9.27 The Sheriff’s Office currently has a system of identifying the lengthier trials and of giving potential jurors the opportunity to elect to serve on a shorter trial. However, it remains the fact that for lengthy trials, and particularly those which involve controversial or notorious issues, panels of up to 100 jurors are often required, so as to allow for jurors to be excused, and for the peremptory challenges which are often extended by consent in these cases.31
9.28 One preliminary submission suggested that it might be useful to examine whether it would be possible for key personnel who might otherwise be excused for good cause, to be allocated to panels for short trials.32
Dealing with bias and conflicts of interest
9.29 The possibility of jurors being affected by actual or ostensible bias can arise from time to time as a result of the juror having some interest in the proceedings or some relationship with the participants. This is likely to occur more frequently if the traditional categories of ineligibility are abolished or reduced. The issue may arise before the trial commences or once the trial is under way.
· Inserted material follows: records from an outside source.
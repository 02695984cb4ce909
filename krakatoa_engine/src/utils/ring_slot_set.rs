/// Fixed-size circular set of per-frame resource instances.
///
/// Holds one instance of `T` per frame in flight and a single cursor naming
/// the instance the current frame may touch. All slots are created up front
/// (`from_fn` / `try_from_fn`); [`advance`](RingSlotSet::advance) only moves
/// the cursor and never creates anything.
///
/// The cursor starts out unset: reading the current slot before the first
/// advance is an error. The first advance lands on slot 0.
///
/// # Example
///
/// ```ignore
/// let mut ring = RingSlotSet::from_fn(3, |i| i * 10)?;
/// assert!(ring.current().is_err());
/// assert_eq!(*ring.advance(), 0);
/// assert_eq!(*ring.advance(), 10);
/// ring[2] = 99;
/// ```
use std::ops::{Index, IndexMut};
use crate::error::{Error, Result};

#[derive(Debug, Clone)]
pub struct RingSlotSet<T> {
    slots: Vec<T>,
    cursor: Option<usize>,
}

impl<T> RingSlotSet<T> {
    /// Build a set of `len` slots, filling slot `i` with `fill(i)`
    pub fn from_fn(len: usize, mut fill: impl FnMut(usize) -> T) -> Result<Self> {
        Self::try_from_fn(len, |i| Ok(fill(i)))
    }

    /// Build a set of `len` slots with a fallible constructor
    ///
    /// Slots created before a failure are dropped in creation order, which
    /// releases any scoped GPU objects they hold.
    pub fn try_from_fn(len: usize, mut fill: impl FnMut(usize) -> Result<T>) -> Result<Self> {
        if len == 0 {
            return Err(Error::InvalidState(
                "RingSlotSet needs at least one slot".to_string(),
            ));
        }
        let slots = (0..len).map(&mut fill).collect::<Result<Vec<T>>>()?;
        Ok(Self { slots, cursor: None })
    }

    /// Move the cursor forward by one (wrapping) and return the new current slot
    pub fn advance(&mut self) -> &mut T {
        let next = match self.cursor {
            None => 0,
            Some(i) => (i + 1) % self.slots.len(),
        };
        self.cursor = Some(next);
        &mut self.slots[next]
    }

    /// Slot at the cursor
    pub fn current(&self) -> Result<&T> {
        match self.cursor {
            Some(i) => Ok(&self.slots[i]),
            None => Err(Error::InvalidState(
                "RingSlotSet read before first advance".to_string(),
            )),
        }
    }

    /// Mutable slot at the cursor
    pub fn current_mut(&mut self) -> Result<&mut T> {
        match self.cursor {
            Some(i) => Ok(&mut self.slots[i]),
            None => Err(Error::InvalidState(
                "RingSlotSet read before first advance".to_string(),
            )),
        }
    }

    /// Cursor position, `None` until the first advance
    pub fn current_index(&self) -> Option<usize> {
        self.cursor
    }

    /// Number of slots (fixed at construction)
    pub fn len(&self) -> usize {
        self.slots.len()
    }

    /// Always false: construction rejects empty sets
    pub fn is_empty(&self) -> bool {
        self.slots.is_empty()
    }

    pub fn get(&self, index: usize) -> Option<&T> {
        self.slots.get(index)
    }

    pub fn get_mut(&mut self, index: usize) -> Option<&mut T> {
        self.slots.get_mut(index)
    }

    /// All slots in index order, independent of the cursor
    pub fn iter(&self) -> std::slice::Iter<'_, T> {
        self.slots.iter()
    }

    pub fn iter_mut(&mut self) -> std::slice::IterMut<'_, T> {
        self.slots.iter_mut()
    }

    /// Consume the set, returning the slots in index order
    pub fn into_vec(self) -> Vec<T> {
        self.slots
    }
}

impl<T> Index<usize> for RingSlotSet<T> {
    type Output = T;

    fn index(&self, index: usize) -> &T {
        &self.slots[index]
    }
}

impl<T> IndexMut<usize> for RingSlotSet<T> {
    fn index_mut(&mut self, index: usize) -> &mut T {
        &mut self.slots[index]
    }
}

impl<'a, T> IntoIterator for &'a RingSlotSet<T> {
    type Item = &'a T;
    type IntoIter = std::slice::Iter<'a, T>;

    fn into_iter(self) -> Self::IntoIter {
        self.slots.iter()
    }
}

// ============================================================================
// Tests
// ============================================================================

#[cfg(test)]
#[path = "ring_slot_set_tests.rs"]
mod tests;
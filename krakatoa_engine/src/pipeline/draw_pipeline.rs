/// Draw pipelines recorded inside the frame render pass.
///
/// The set is closed: a camera background pass followed by opaque and
/// translucent mesh passes. Each mesh pipeline owns the uniform cache of the
/// objects it draws and sweeps it once per pass.

use std::sync::Arc;

use crate::error::Result;
use crate::gpu::{
    CommandBufferHandle, DescriptorSetHandle, GpuDevice, PipelineBinding, PipelineDesc,
    PipelineKind, Scoped,
};
use crate::resource::{MeshBinding, ObjectId, ObjectUniforms, ResourceCache};
use crate::{engine_debug, engine_error};

const SOURCE: &str = "krakatoa::pipeline";

/// Descriptor set index of the camera plane samplers
pub const CAMERA_SET_INDEX: u32 = 0;

/// Provides SPIR-V by shader name
pub trait ShaderSource {
    fn load(&self, name: &str) -> Result<Vec<u32>>;
}

/// One object to draw this frame
#[derive(Debug, Clone, Copy)]
pub struct DrawRequest {
    pub object: ObjectId,
    /// `Opaque` or `Translucent`; anything else is ignored
    pub kind: PipelineKind,
    pub mesh: MeshBinding,
    pub uniforms: ObjectUniforms,
}

/// Per-frame inputs shared by every pipeline
#[derive(Debug, Clone, Copy)]
pub struct PassInputs<'a> {
    pub draws: &'a [DrawRequest],
    pub camera_set: Option<DescriptorSetHandle>,
}

fn create_pipeline(
    device: &Arc<dyn GpuDevice>,
    shaders: &dyn ShaderSource,
    name: &str,
    kind: PipelineKind,
    vertex: &str,
    fragment: &str,
) -> Result<Scoped<PipelineBinding>> {
    let desc = PipelineDesc {
        name: name.to_string(),
        kind,
        vertex_spirv: shaders.load(vertex)?,
        fragment_spirv: shaders.load(fragment)?,
    };
    let binding = device.create_pipeline(&desc).map_err(|e| {
        engine_error!(SOURCE, "Failed to create pipeline '{}': {}", name, e);
        e
    })?;
    engine_debug!(SOURCE, "Created pipeline '{}'", name);
    Ok(Scoped::new(device, binding))
}

pub struct MeshPipeline {
    cache: ResourceCache,
    binding: Scoped<PipelineBinding>,
    kind: PipelineKind,
}

impl MeshPipeline {
    pub fn new(
        device: &Arc<dyn GpuDevice>,
        shaders: &dyn ShaderSource,
        kind: PipelineKind,
        frames_in_flight: usize,
        grace: u32,
    ) -> Result<Self> {
        let (name, fragment) = match kind {
            PipelineKind::Translucent => ("translucent", "mesh_translucent.frag"),
            _ => ("opaque", "mesh_opaque.frag"),
        };
        let binding = create_pipeline(device, shaders, name, kind, "mesh.vert", fragment)?;
        let cache = ResourceCache::new(Arc::clone(device), frames_in_flight, grace)?;
        Ok(Self { cache, binding, kind })
    }

    pub fn cache(&self) -> &ResourceCache {
        &self.cache
    }

    pub fn binding(&self) -> PipelineBinding {
        self.binding.get()
    }

    /// Draw every request of this pipeline's kind, then sweep the cache.
    /// Returns the number of draws recorded.
    pub fn record(&mut self, device: &dyn GpuDevice, cmd: CommandBufferHandle, draws: &[DrawRequest]) -> Result<usize> {
        let binding = self.binding.get();
        let kind = self.kind;
        let mut drawn = 0;
        for request in draws.iter().filter(|r| r.kind == kind) {
            if drawn == 0 {
                device.cmd_bind_pipeline(cmd, binding.pipeline);
            }
            self.cache.draw(cmd, request.object, &request.uniforms, &binding, &request.mesh)?;
            drawn += 1;
        }
        self.cache.sweep();
        Ok(drawn)
    }
}

pub struct CameraBackgroundPipeline {
    binding: Scoped<PipelineBinding>,
}

impl CameraBackgroundPipeline {
    pub fn new(device: &Arc<dyn GpuDevice>, shaders: &dyn ShaderSource) -> Result<Self> {
        let binding = create_pipeline(
            device,
            shaders,
            "camera_background",
            PipelineKind::CameraBackground,
            "camera_background.vert",
            "camera_background.frag",
        )?;
        Ok(Self { binding })
    }

    /// Fullscreen triangle sampling the camera planes. Nothing is drawn
    /// before the first camera image arrives.
    pub fn record(&self, device: &dyn GpuDevice, cmd: CommandBufferHandle, camera_set: Option<DescriptorSetHandle>) -> bool {
        let Some(set) = camera_set else {
            return false;
        };
        let binding = self.binding.get();
        device.cmd_bind_pipeline(cmd, binding.pipeline);
        device.cmd_bind_descriptor_set(cmd, binding.layout, CAMERA_SET_INDEX, set);
        device.cmd_draw(cmd, 3);
        true
    }
}

pub enum DrawPipeline {
    Opaque(MeshPipeline),
    Translucent(MeshPipeline),
    CameraBackground(CameraBackgroundPipeline),
}

impl DrawPipeline {
    /// Background, opaque, translucent: the order they are recorded in
    pub fn create_all(
        device: &Arc<dyn GpuDevice>,
        shaders: &dyn ShaderSource,
        frames_in_flight: usize,
        grace: u32,
    ) -> Result<Vec<DrawPipeline>> {
        Ok(vec![
            DrawPipeline::CameraBackground(CameraBackgroundPipeline::new(device, shaders)?),
            DrawPipeline::Opaque(MeshPipeline::new(device, shaders, PipelineKind::Opaque, frames_in_flight, grace)?),
            DrawPipeline::Translucent(MeshPipeline::new(
                device,
                shaders,
                PipelineKind::Translucent,
                frames_in_flight,
                grace,
            )?),
        ])
    }

    pub fn kind(&self) -> PipelineKind {
        match self {
            DrawPipeline::Opaque(_) => PipelineKind::Opaque,
            DrawPipeline::Translucent(_) => PipelineKind::Translucent,
            DrawPipeline::CameraBackground(_) => PipelineKind::CameraBackground,
        }
    }

    pub fn record(&mut self, device: &dyn GpuDevice, cmd: CommandBufferHandle, inputs: &PassInputs) -> Result<()> {
        match self {
            DrawPipeline::Opaque(mesh) | DrawPipeline::Translucent(mesh) => {
                mesh.record(device, cmd, inputs.draws)?;
            }
            DrawPipeline::CameraBackground(background) => {
                background.record(device, cmd, inputs.camera_set);
            }
        }
        Ok(())
    }

    /// Uniform cache of a mesh pipeline
    pub fn cache(&self) -> Option<&ResourceCache> {
        match self {
            DrawPipeline::Opaque(mesh) | DrawPipeline::Translucent(mesh) => Some(mesh.cache()),
            DrawPipeline::CameraBackground(_) => None,
        }
    }
}

#[cfg(test)]
#[path = "draw_pipeline_tests.rs"]
mod tests;
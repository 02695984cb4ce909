/// RAII ownership of GPU objects.
///
/// A [`Scoped`] handle keeps the device alive and releases the object when
/// dropped, so partially built structures (a ring whose third slot failed to
/// allocate, an error halfway through a recreate) never leak.

use std::fmt;
use std::sync::Arc;
use super::device::{GpuDevice, PipelineBinding};
use super::handles::*;

/// A GPU object that can be released through the device
pub trait DeviceObject: Copy {
    fn release(self, device: &dyn GpuDevice);
}

impl DeviceObject for FenceHandle {
    fn release(self, device: &dyn GpuDevice) {
        device.destroy_fence(self);
    }
}

impl DeviceObject for SemaphoreHandle {
    fn release(self, device: &dyn GpuDevice) {
        device.destroy_semaphore(self);
    }
}

impl DeviceObject for BufferHandle {
    fn release(self, device: &dyn GpuDevice) {
        device.destroy_buffer(self);
    }
}

impl DeviceObject for ImageHandle {
    fn release(self, device: &dyn GpuDevice) {
        device.destroy_image(self);
    }
}

impl DeviceObject for ImageViewHandle {
    fn release(self, device: &dyn GpuDevice) {
        device.destroy_image_view(self);
    }
}

impl DeviceObject for DescriptorSetHandle {
    fn release(self, device: &dyn GpuDevice) {
        device.free_descriptor_set(self);
    }
}

impl DeviceObject for CommandPoolHandle {
    fn release(self, device: &dyn GpuDevice) {
        device.destroy_command_pool(self);
    }
}

impl DeviceObject for PipelineBinding {
    fn release(self, device: &dyn GpuDevice) {
        device.destroy_pipeline(self);
    }
}

/// Owned GPU object, released on drop
pub struct Scoped<H: DeviceObject> {
    handle: H,
    device: Arc<dyn GpuDevice>,
}

impl<H: DeviceObject> Scoped<H> {
    /// Take ownership of a freshly created object
    pub fn new(device: &Arc<dyn GpuDevice>, handle: H) -> Self {
        Self { handle, device: Arc::clone(device) }
    }

    pub fn get(&self) -> H {
        self.handle
    }
}

impl<H: DeviceObject> Drop for Scoped<H> {
    fn drop(&mut self) {
        self.handle.release(self.device.as_ref());
    }
}

impl<H: DeviceObject + fmt::Debug> fmt::Debug for Scoped<H> {
    fn fmt(&self, f: &mut fmt::Formatter<'_>) -> fmt::Result {
        f.debug_tuple("Scoped").field(&self.handle).finish()
    }
}
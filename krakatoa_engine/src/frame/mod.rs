/// Frame pacing, timing and the render context that drives a frame

pub mod config;
pub mod frame_pacer;
pub mod frame_timer;
pub mod render_context;

pub use config::Config;
pub use frame_pacer::{FramePacer, FrameSlotReady, FrameWait};
pub use frame_timer::FrameTimer;
pub use render_context::{FrameOutcome, RenderContext};
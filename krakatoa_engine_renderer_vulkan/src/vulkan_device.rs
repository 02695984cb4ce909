/// VulkanDevice - Vulkan implementation of the engine's GpuDevice trait
///
/// Handles crossing the trait are raw Vulkan handles (`vk::Handle::as_raw`).
/// Buffers and images are tracked so their allocations can be returned to
/// the allocator when they are destroyed.

use ash::vk;
use ash::vk::Handle;
use gpu_allocator::vulkan::{Allocation, AllocationCreateDesc, AllocationScheme};
use gpu_allocator::AllocationError;
use krakatoa_engine::krakatoa::gpu::*;
use krakatoa_engine::krakatoa::{Error, Result};
use krakatoa_engine::{engine_bail, engine_err, engine_error, engine_info};
use raw_window_handle::{HasDisplayHandle, HasWindowHandle};
use rustc_hash::FxHashMap;
use std::ffi::CString;
use std::sync::Mutex;
use std::time::Duration;

use crate::vulkan_config::VulkanConfig;
use crate::vulkan_context::{lock, GpuContext};
use crate::vulkan_convert::*;
use crate::vulkan_descriptors::DescriptorAllocator;
use crate::vulkan_pipeline::{create_graphics_pipeline, KindState};
use crate::vulkan_swapchain::{color_subresource_range, Swapchain};

struct BufferEntry {
    allocation: Allocation,
    size: u64,
}

struct ImageEntry {
    allocation: Allocation,
    format: vk::Format,
}

/// Vulkan backend. Fields drop in declaration order, so everything built on
/// the context is released before it.
pub struct VulkanDevice {
    descriptors: DescriptorAllocator,
    swapchain: Mutex<Swapchain>,
    buffers: Mutex<FxHashMap<u64, BufferEntry>>,
    images: Mutex<FxHashMap<u64, ImageEntry>>,
    ctx: GpuContext,
}

fn raw<H: Handle>(handle: H) -> u64 {
    handle.as_raw()
}

fn vk_handle<H: Handle>(raw: u64) -> H {
    H::from_raw(raw)
}

/// Map a failed call to an engine error, keeping out-of-memory distinct
fn vk_error(what: &str, e: vk::Result) -> Error {
    match e {
        vk::Result::ERROR_OUT_OF_HOST_MEMORY | vk::Result::ERROR_OUT_OF_DEVICE_MEMORY => {
            engine_error!("krakatoa::vulkan", "{}: out of memory ({:?})", what, e);
            Error::OutOfMemory
        }
        _ => engine_err!("krakatoa::vulkan", "{}: {:?}", what, e),
    }
}

fn allocation_error(what: &str, requirements: &vk::MemoryRequirements, e: AllocationError) -> Error {
    match e {
        AllocationError::OutOfMemory => {
            let size_mb = requirements.size as f64 / (1024.0 * 1024.0);
            engine_error!("krakatoa::vulkan", "Out of GPU memory for {} (required: {:.2} MB)", what, size_mb);
            Error::OutOfMemory
        }
        other => engine_err!("krakatoa::vulkan", "Failed to allocate memory for {}: {}", what, other),
    }
}

/// Range to flush for host writes at `offset..offset + size` of an
/// allocation living at `alloc_offset` in its memory block. Offsets are
/// widened to `atom` multiples; a range running past the allocation flushes
/// to the end of the block instead.
pub(crate) fn flush_range(alloc_offset: u64, alloc_size: u64, offset: u64, size: u64, atom: u64) -> (u64, u64) {
    let atom = atom.max(1);
    let start = (alloc_offset + offset) / atom * atom;
    let end = (alloc_offset + offset + size).div_ceil(atom) * atom;
    if end > alloc_offset + alloc_size {
        (start, vk::WHOLE_SIZE)
    } else {
        (start, end - start)
    }
}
Before or at the commencement of proceedings
9.30 The current practice in NSW is for counsel to inform the panel of jurors in waiting, at the commencement of proceedings, of the names of the parties in civil proceedings or of the defendants in criminal proceedings, as well as the names of the principal witnesses that will be called and the general nature of the case.33 The trial judge will then call upon the jurors on the panel to apply to be excused if they consider that they are not able to give impartial consideration to the case. Where a juror makes that application he or she is usually invited to state briefly the reason for the application so as to avoid abuse of the system. A similar procedure applies in proceedings before a Coroner.34 The reasons given at this stage could include, for example, that the juror was recently a victim of a similar offence to the one being tried, or knows one of the witnesses or one of the parties. Any application that is made at this time is dealt with as an application for good cause.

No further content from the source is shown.